*Work required*
Go through the data and report each line that holds the string "struct".

------ Available records

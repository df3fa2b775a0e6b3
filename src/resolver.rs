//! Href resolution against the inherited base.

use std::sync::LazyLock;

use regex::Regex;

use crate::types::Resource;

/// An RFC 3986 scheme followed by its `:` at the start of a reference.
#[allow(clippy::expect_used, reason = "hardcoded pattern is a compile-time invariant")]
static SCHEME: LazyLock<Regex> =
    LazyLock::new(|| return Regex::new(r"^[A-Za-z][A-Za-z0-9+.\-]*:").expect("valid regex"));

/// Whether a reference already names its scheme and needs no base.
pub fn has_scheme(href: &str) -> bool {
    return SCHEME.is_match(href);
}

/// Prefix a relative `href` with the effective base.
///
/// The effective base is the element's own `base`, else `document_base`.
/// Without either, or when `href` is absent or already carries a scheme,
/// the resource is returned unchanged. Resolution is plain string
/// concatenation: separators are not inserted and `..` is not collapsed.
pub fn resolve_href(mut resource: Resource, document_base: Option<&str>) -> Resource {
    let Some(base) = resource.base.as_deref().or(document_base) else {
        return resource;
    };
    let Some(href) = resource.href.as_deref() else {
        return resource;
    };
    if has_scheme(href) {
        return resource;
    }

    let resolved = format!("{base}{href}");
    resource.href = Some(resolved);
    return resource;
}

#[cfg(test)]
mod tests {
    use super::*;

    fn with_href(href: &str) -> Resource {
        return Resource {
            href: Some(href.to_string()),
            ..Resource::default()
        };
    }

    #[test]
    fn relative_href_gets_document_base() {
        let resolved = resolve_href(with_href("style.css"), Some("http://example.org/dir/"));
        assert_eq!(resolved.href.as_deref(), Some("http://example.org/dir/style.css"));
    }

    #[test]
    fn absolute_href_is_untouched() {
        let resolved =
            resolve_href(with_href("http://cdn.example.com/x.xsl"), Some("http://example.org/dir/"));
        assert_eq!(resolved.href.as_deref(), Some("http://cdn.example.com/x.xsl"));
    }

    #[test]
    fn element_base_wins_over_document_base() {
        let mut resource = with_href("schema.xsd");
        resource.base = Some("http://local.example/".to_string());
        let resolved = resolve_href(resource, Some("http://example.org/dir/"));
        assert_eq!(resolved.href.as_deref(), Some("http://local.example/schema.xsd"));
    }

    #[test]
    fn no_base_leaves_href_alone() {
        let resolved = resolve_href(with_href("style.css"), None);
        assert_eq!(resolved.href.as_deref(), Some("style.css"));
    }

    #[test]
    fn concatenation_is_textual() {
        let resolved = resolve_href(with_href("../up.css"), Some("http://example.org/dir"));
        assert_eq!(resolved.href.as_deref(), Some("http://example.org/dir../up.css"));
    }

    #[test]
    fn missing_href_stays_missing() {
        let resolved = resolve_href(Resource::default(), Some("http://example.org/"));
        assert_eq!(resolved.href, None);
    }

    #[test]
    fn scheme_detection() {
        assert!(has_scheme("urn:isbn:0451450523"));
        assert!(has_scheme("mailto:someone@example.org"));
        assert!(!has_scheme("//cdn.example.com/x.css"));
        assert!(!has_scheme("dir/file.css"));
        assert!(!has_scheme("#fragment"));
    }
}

------------
------ Available records

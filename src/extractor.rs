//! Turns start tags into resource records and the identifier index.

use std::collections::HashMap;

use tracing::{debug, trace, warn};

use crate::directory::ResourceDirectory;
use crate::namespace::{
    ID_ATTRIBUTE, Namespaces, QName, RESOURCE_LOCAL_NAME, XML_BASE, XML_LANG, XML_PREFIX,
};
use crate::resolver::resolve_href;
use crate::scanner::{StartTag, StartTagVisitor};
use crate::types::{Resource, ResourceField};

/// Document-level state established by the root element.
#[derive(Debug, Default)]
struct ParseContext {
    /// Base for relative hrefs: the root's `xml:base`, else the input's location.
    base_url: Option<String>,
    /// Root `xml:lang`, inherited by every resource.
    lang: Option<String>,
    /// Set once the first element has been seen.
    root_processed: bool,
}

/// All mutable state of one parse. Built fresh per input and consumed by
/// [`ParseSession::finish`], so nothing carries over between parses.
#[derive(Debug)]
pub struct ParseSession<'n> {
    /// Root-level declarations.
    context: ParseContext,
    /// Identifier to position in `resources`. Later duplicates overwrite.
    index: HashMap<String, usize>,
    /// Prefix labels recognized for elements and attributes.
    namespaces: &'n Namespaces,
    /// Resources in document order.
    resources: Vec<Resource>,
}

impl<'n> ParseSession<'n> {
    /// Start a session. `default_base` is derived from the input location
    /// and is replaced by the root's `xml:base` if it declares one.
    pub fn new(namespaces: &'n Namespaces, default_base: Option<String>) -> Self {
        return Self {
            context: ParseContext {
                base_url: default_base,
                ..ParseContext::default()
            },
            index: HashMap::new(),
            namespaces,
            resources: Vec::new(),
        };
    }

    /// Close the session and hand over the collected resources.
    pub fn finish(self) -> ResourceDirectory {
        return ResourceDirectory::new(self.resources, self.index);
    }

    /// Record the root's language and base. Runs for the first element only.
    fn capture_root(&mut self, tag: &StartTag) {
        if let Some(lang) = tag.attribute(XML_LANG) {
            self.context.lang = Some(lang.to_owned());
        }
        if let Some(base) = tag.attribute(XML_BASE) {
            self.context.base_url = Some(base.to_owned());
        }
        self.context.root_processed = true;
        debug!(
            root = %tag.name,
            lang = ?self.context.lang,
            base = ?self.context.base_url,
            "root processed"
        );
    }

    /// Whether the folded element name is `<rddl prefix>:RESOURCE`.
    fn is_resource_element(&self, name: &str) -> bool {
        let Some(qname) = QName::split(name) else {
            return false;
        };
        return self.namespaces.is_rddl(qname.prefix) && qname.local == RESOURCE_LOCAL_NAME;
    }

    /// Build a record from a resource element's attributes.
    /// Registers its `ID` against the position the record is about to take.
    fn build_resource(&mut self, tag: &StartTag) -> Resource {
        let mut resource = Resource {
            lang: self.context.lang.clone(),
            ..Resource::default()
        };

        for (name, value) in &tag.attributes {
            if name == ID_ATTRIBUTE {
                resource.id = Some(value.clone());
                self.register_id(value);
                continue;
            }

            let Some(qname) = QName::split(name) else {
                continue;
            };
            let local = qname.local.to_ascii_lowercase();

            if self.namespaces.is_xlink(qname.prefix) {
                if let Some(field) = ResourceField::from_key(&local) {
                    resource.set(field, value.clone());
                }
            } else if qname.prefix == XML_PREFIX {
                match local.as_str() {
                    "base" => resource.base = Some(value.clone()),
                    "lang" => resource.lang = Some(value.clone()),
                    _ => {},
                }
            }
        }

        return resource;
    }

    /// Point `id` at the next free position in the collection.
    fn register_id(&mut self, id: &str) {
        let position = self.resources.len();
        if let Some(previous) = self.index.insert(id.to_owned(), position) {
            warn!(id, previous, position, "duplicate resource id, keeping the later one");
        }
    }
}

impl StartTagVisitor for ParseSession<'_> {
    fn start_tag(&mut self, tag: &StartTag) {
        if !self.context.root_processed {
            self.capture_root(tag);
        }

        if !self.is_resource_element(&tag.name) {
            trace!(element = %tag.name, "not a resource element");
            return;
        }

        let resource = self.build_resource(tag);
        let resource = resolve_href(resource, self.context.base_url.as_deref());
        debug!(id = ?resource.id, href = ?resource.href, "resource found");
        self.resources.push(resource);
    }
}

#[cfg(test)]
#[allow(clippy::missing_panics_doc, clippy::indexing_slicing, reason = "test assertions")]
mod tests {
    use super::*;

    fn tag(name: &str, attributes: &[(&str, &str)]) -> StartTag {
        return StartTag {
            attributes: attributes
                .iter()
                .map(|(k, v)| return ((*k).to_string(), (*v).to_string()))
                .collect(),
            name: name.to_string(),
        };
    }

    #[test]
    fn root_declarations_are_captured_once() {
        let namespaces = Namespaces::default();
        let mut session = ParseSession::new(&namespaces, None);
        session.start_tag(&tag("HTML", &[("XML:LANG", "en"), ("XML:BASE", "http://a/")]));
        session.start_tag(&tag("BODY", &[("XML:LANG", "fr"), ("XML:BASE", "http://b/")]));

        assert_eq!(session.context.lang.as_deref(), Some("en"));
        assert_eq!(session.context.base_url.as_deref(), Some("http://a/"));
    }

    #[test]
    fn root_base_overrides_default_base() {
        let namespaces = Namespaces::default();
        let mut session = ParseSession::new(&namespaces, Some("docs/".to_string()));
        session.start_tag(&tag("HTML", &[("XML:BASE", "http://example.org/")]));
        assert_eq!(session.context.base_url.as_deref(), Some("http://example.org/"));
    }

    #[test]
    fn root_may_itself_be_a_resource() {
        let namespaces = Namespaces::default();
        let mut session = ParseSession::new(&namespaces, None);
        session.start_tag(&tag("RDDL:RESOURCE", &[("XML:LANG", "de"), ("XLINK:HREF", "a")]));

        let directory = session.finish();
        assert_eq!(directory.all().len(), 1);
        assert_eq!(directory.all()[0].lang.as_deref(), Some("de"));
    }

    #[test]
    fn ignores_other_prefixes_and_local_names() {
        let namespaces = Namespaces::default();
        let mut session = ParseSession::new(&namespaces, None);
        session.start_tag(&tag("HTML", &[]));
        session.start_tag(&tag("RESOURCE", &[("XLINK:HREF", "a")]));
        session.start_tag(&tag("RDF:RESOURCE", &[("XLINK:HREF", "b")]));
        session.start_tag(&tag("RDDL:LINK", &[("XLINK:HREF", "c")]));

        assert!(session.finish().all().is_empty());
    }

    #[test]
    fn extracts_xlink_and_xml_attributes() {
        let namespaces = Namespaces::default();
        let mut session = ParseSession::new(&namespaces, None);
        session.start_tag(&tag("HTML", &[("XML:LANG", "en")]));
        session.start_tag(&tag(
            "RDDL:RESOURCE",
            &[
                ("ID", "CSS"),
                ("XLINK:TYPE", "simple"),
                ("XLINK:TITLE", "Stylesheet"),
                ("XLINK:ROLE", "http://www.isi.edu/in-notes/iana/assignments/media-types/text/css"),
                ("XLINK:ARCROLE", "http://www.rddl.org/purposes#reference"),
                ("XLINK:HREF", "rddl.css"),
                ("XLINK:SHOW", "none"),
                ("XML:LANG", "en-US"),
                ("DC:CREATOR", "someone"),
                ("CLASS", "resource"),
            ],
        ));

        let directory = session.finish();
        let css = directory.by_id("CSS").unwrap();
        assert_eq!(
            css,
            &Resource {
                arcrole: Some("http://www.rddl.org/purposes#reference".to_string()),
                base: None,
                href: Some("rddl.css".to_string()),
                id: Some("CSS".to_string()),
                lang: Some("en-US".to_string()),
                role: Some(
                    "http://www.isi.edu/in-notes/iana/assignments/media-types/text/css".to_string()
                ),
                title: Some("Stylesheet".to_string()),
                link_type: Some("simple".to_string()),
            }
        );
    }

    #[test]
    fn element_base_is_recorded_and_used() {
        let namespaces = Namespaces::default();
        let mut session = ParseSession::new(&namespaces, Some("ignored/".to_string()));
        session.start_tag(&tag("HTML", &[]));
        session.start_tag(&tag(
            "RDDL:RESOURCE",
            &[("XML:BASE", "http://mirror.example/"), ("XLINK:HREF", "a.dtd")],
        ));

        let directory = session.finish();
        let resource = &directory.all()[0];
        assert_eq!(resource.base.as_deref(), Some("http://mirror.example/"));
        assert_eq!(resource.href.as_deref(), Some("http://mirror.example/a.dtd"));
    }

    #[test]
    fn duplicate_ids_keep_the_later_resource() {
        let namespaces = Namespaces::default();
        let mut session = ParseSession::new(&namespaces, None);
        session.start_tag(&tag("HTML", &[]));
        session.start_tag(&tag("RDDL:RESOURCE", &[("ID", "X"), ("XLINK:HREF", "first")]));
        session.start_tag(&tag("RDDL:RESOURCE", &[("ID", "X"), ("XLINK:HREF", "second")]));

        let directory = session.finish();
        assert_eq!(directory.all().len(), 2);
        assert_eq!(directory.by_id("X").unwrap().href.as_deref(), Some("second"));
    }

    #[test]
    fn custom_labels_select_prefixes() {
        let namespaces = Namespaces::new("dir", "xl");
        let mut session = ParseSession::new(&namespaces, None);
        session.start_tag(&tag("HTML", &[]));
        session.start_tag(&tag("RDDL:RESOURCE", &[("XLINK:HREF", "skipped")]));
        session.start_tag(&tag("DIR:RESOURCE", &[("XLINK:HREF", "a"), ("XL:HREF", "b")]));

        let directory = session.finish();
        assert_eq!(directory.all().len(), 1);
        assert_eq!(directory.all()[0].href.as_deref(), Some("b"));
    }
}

------------
------ Available records

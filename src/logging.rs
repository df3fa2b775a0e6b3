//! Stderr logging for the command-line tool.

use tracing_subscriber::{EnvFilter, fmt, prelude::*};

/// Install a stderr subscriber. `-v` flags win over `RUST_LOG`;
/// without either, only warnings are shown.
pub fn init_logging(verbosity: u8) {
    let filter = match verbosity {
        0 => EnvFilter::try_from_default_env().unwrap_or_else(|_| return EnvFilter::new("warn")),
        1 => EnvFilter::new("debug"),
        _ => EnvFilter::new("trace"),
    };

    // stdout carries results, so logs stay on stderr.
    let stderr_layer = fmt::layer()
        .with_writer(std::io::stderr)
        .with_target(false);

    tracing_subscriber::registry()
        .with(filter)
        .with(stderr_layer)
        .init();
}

------------

*The completed task*
struct ParseContext {
pub struct ParseSession<'n> {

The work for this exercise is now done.